TRY IT: The data is to be transcribed in full, with nothing missed.
········
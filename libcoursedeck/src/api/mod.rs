//! Gateways to the course service
//!
//! One trait per feature area, so each state slice depends only on the
//! operations it dispatches. `HttpApi` implements all of them against the
//! real REST service; `MockApi` implements them in memory for tests and
//! offline demos.
//!
//! # Examples
//!
//! ```no_run
//! use libcoursedeck::api::{HttpApi, ModulesApi};
//! use libcoursedeck::config::Config;
//!
//! # async fn example() -> libcoursedeck::error::Result<()> {
//! let config = Config::load_or_default()?;
//! let api = HttpApi::new(&config.api)?;
//!
//! let modules = api.modules_by_course("course-1", "teacher-1").await?;
//! println!("{} modules", modules.len());
//! # Ok(())
//! # }
//! ```

use async_trait::async_trait;

use crate::error::ApiError;
use crate::types::{
    Course, Credentials, Module, ModuleDraft, ModuleUpdate, Profile, Registration, UserInfo,
};

pub mod http;
pub mod mock;

pub use http::HttpApi;
pub use mock::MockApi;

/// Result of one gateway operation. Failures are already normalized into
/// the shape slice state stores; nothing here retries or rethrows.
pub type ApiResult<T> = std::result::Result<T, ApiError>;

/// CRUD operations on course-content modules.
#[async_trait]
pub trait ModulesApi: Send + Sync {
    /// Create a module and return the record the service stored.
    async fn create_module(&self, draft: &ModuleDraft) -> ApiResult<Module>;

    /// List the modules of one course, scoped to the owning teacher.
    async fn modules_by_course(&self, course_id: &str, teacher_id: &str)
        -> ApiResult<Vec<Module>>;

    /// Delete a module. Only the status matters; the response body is
    /// not consulted.
    async fn delete_module(&self, module_id: &str) -> ApiResult<()>;

    /// Update a module and return the record the service now holds.
    async fn update_module(&self, module_id: &str, update: &ModuleUpdate) -> ApiResult<Module>;
}

/// Account operations.
#[async_trait]
pub trait AuthApi: Send + Sync {
    /// Authenticate and return the full response envelope, which callers
    /// persist verbatim to the session cache.
    async fn login(&self, credentials: &Credentials) -> ApiResult<UserInfo>;

    /// Create an account. The caller signs in separately afterwards.
    async fn register(&self, registration: &Registration) -> ApiResult<()>;
}

/// Course listing for the dashboard.
#[async_trait]
pub trait CoursesApi: Send + Sync {
    async fn courses_by_teacher(&self, teacher_id: &str) -> ApiResult<Vec<Course>>;
}

/// Profile lookup.
#[async_trait]
pub trait ProfileApi: Send + Sync {
    async fn profile(&self, user_id: &str) -> ApiResult<Profile>;
}

/// Everything the store's operations need, as one object-safe bound.
pub trait CourseServiceApi: ModulesApi + AuthApi + CoursesApi + ProfileApi {}

impl<T: ModulesApi + AuthApi + CoursesApi + ProfileApi> CourseServiceApi for T {}
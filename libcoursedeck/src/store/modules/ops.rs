//! Async operations for the course-module collection
//!
//! Each op issues a request sequence, announces itself with a pending
//! action, performs the request, and dispatches exactly one outcome.
//! Failures are folded into slice state, not returned; the caller only
//! gets the sequence number back for correlation.

use tracing::{debug, warn};

use crate::api::ModulesApi;
use crate::error::ApiError;
use crate::session::SessionStore;
use crate::store::Dispatcher;
use crate::types::{ModuleDraft, ModuleUpdate};

use super::actions::ModulesAction;

/// Create a module and append it to the collection.
pub async fn add_module<A>(dispatcher: &Dispatcher, api: &A, draft: ModuleDraft) -> u64
where
    A: ModulesApi + ?Sized,
{
    let seq = dispatcher.issue_modules_seq();
    dispatcher.dispatch(ModulesAction::AddPending { seq });

    match api.create_module(&draft).await {
        Ok(module) => dispatcher.dispatch(ModulesAction::AddFulfilled { seq, module }),
        Err(error) => {
            warn!(seq, %error, "module creation failed");
            dispatcher.dispatch(ModulesAction::AddRejected { seq, error });
        }
    }
    seq
}

/// Replace the collection with the modules of one course.
///
/// The teacher identity comes from the session cache. Without it the op
/// rejects immediately and never touches the network.
pub async fn fetch_modules_by_course<A>(
    dispatcher: &Dispatcher,
    api: &A,
    session: &SessionStore,
    course_id: &str,
) -> u64
where
    A: ModulesApi + ?Sized,
{
    let seq = dispatcher.issue_modules_seq();
    dispatcher.dispatch(ModulesAction::FetchPending { seq });

    let teacher_id = match session.teacher_id() {
        Some(id) => id,
        None => {
            warn!(seq, "no teacher identity in session; refusing to fetch modules");
            dispatcher.dispatch(ModulesAction::FetchRejected {
                seq,
                error: ApiError::MissingTeacherId,
            });
            return seq;
        }
    };

    debug!(seq, course_id, "fetching modules");
    match api.modules_by_course(course_id, &teacher_id).await {
        Ok(modules) => dispatcher.dispatch(ModulesAction::FetchFulfilled { seq, modules }),
        Err(error) => {
            warn!(seq, %error, "module fetch failed");
            dispatcher.dispatch(ModulesAction::FetchRejected { seq, error });
        }
    }
    seq
}

/// Delete a module and drop it from the collection.
///
/// The fulfilled action carries the id the caller passed in; whatever the
/// backend answers with is ignored.
pub async fn delete_module<A>(dispatcher: &Dispatcher, api: &A, module_id: &str) -> u64
where
    A: ModulesApi + ?Sized,
{
    let seq = dispatcher.issue_modules_seq();
    dispatcher.dispatch(ModulesAction::DeletePending { seq });

    match api.delete_module(module_id).await {
        Ok(()) => dispatcher.dispatch(ModulesAction::DeleteFulfilled {
            seq,
            module_id: module_id.to_string(),
        }),
        Err(error) => {
            warn!(seq, %error, "module deletion failed");
            dispatcher.dispatch(ModulesAction::DeleteRejected { seq, error });
        }
    }
    seq
}

/// Update a module and swap the returned record into the collection.
pub async fn update_module<A>(
    dispatcher: &Dispatcher,
    api: &A,
    module_id: &str,
    update: ModuleUpdate,
) -> u64
where
    A: ModulesApi + ?Sized,
{
    let seq = dispatcher.issue_modules_seq();
    dispatcher.dispatch(ModulesAction::UpdatePending { seq });

    match api.update_module(module_id, &update).await {
        Ok(module) => dispatcher.dispatch(ModulesAction::UpdateFulfilled { seq, module }),
        Err(error) => {
            warn!(seq, %error, "module update failed");
            dispatcher.dispatch(ModulesAction::UpdateRejected { seq, error });
        }
    }
    seq
}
········
SOLUTION TO THIS EXERCISE:
filename libcoursedeck/src/api/mod.rs
//! Gateways to the course service
//!
//! One trait per feature area, so each state slice depends only on the
//! operations it dispatches. `HttpApi` implements all of them against the
//! real REST service; `MockApi` implements them in memory for tests and
//! offline demos.
//!
//! # Examples
//!
//! ```no_run
//! use libcoursedeck::api::{HttpApi, ModulesApi};
//! use libcoursedeck::config::Config;
//!
//! # async fn example() -> libcoursedeck::error::Result<()> {
//! let config = Config::load_or_default()?;
//! let api = HttpApi::new(&config.api)?;
//!
//! let modules = api.modules_by_course("course-1", "teacher-1").await?;
//! println!("{} modules", modules.len());
//! # Ok(())
//! # }
//! ```

use async_trait::async_trait;

use crate::error::ApiError;
use crate::types::{
    Course, Credentials, Module, ModuleDraft, ModuleUpdate, Profile, Registration, UserInfo,
};

pub mod http;
pub mod mock;

pub use http::HttpApi;
pub use mock::MockApi;

/// Result of one gateway operation. Failures are already normalized into
/// the shape slice state stores; nothing here retries or rethrows.
pub type ApiResult<T> = std::result::Result<T, ApiError>;

/// CRUD operations on course-content modules.
#[async_trait]
pub trait ModulesApi: Send + Sync {
    /// Create a module and return the record the service stored.
    async fn create_module(&self, draft: &ModuleDraft) -> ApiResult<Module>;

    /// List the modules of one course, scoped to the owning teacher.
    async fn modules_by_course(&self, course_id: &str, teacher_id: &str)
        -> ApiResult<Vec<Module>>;

    /// Delete a module. Only the status matters; the response body is
    /// not consulted.
    async fn delete_module(&self, module_id: &str) -> ApiResult<()>;

    /// Update a module and return the record the service now holds.
    async fn update_module(&self, module_id: &str, update: &ModuleUpdate) -> ApiResult<Module>;
}

/// Account operations.
#[async_trait]
pub trait AuthApi: Send + Sync {
    /// Authenticate and return the full response envelope, which callers
    /// persist verbatim to the session cache.
    async fn login(&self, credentials: &Credentials) -> ApiResult<UserInfo>;

    /// Create an account. The caller signs in separately afterwards.
    async fn register(&self, registration: &Registration) -> ApiResult<()>;
}

/// Course listing for the dashboard.
#[async_trait]
pub trait CoursesApi: Send + Sync {
    async fn courses_by_teacher(&self, teacher_id: &str) -> ApiResult<Vec<Course>>;
}

/// Profile lookup.
#[async_trait]
pub trait ProfileApi: Send + Sync {
    async fn profile(&self, user_id: &str) -> ApiResult<Profile>;
}

/// Everything the store's operations need, as one object-safe bound.
pub trait CourseServiceApi: ModulesApi + AuthApi + CoursesApi + ProfileApi {}

impl<T: ModulesApi + AuthApi + CoursesApi + ProfileApi> CourseServiceApi for T {}
filename libcoursedeck/src/store/modules/ops.rs
//! Async operations for the course-module collection
//!
//! Each op issues a request sequence, announces itself with a pending
//! action, performs the request, and dispatches exactly one outcome.
//! Failures are folded into slice state, not returned; the caller only
//! gets the sequence number back for correlation.

use tracing::{debug, warn};

use crate::api::ModulesApi;
use crate::error::ApiError;
use crate::session::SessionStore;
use crate::store::Dispatcher;
use crate::types::{ModuleDraft, ModuleUpdate};

use super::actions::ModulesAction;

/// Create a module and append it to the collection.
pub async fn add_module<A>(dispatcher: &Dispatcher, api: &A, draft: ModuleDraft) -> u64
where
    A: ModulesApi + ?Sized,
{
    let seq = dispatcher.issue_modules_seq();
    dispatcher.dispatch(ModulesAction::AddPending { seq });

    match api.create_module(&draft).await {
        Ok(module) => dispatcher.dispatch(ModulesAction::AddFulfilled { seq, module }),
        Err(error) => {
            warn!(seq, %error, "module creation failed");
            dispatcher.dispatch(ModulesAction::AddRejected { seq, error });
        }
    }
    seq
}

/// Replace the collection with the modules of one course.
///
/// The teacher identity comes from the session cache. Without it the op
/// rejects immediately and never touches the network.
pub async fn fetch_modules_by_course<A>(
    dispatcher: &Dispatcher,
    api: &A,
    session: &SessionStore,
    course_id: &str,
) -> u64
where
    A: ModulesApi + ?Sized,
{
    let seq = dispatcher.issue_modules_seq();
    dispatcher.dispatch(ModulesAction::FetchPending { seq });

    let teacher_id = match session.teacher_id() {
        Some(id) => id,
        None => {
            warn!(seq, "no teacher identity in session; refusing to fetch modules");
            dispatcher.dispatch(ModulesAction::FetchRejected {
                seq,
                error: ApiError::MissingTeacherId,
            });
            return seq;
        }
    };

    debug!(seq, course_id, "fetching modules");
    match api.modules_by_course(course_id, &teacher_id).await {
        Ok(modules) => dispatcher.dispatch(ModulesAction::FetchFulfilled { seq, modules }),
        Err(error) => {
            warn!(seq, %error, "module fetch failed");
            dispatcher.dispatch(ModulesAction::FetchRejected { seq, error });
        }
    }
    seq
}

/// Delete a module and drop it from the collection.
///
/// The fulfilled action carries the id the caller passed in; whatever the
/// backend answers with is ignored.
pub async fn delete_module<A>(dispatcher: &Dispatcher, api: &A, module_id: &str) -> u64
where
    A: ModulesApi + ?Sized,
{
    let seq = dispatcher.issue_modules_seq();
    dispatcher.dispatch(ModulesAction::DeletePending { seq });

    match api.delete_module(module_id).await {
        Ok(()) => dispatcher.dispatch(ModulesAction::DeleteFulfilled {
            seq,
            module_id: module_id.to_string(),
        }),
        Err(error) => {
            warn!(seq, %error, "module deletion failed");
            dispatcher.dispatch(ModulesAction::DeleteRejected { seq, error });
        }
    }
    seq
}

/// Update a module and swap the returned record into the collection.
pub async fn update_module<A>(
    dispatcher: &Dispatcher,
    api: &A,
    module_id: &str,
    update: ModuleUpdate,
) -> u64
where
    A: ModulesApi + ?Sized,
{
    let seq = dispatcher.issue_modules_seq();
    dispatcher.dispatch(ModulesAction::UpdatePending { seq });

    match api.update_module(module_id, &update).await {
        Ok(module) => dispatcher.dispatch(ModulesAction::UpdateFulfilled { seq, module }),
        Err(error) => {
            warn!(seq, %error, "module update failed");
            dispatcher.dispatch(ModulesAction::UpdateRejected { seq, error });
        }
    }
    seq
}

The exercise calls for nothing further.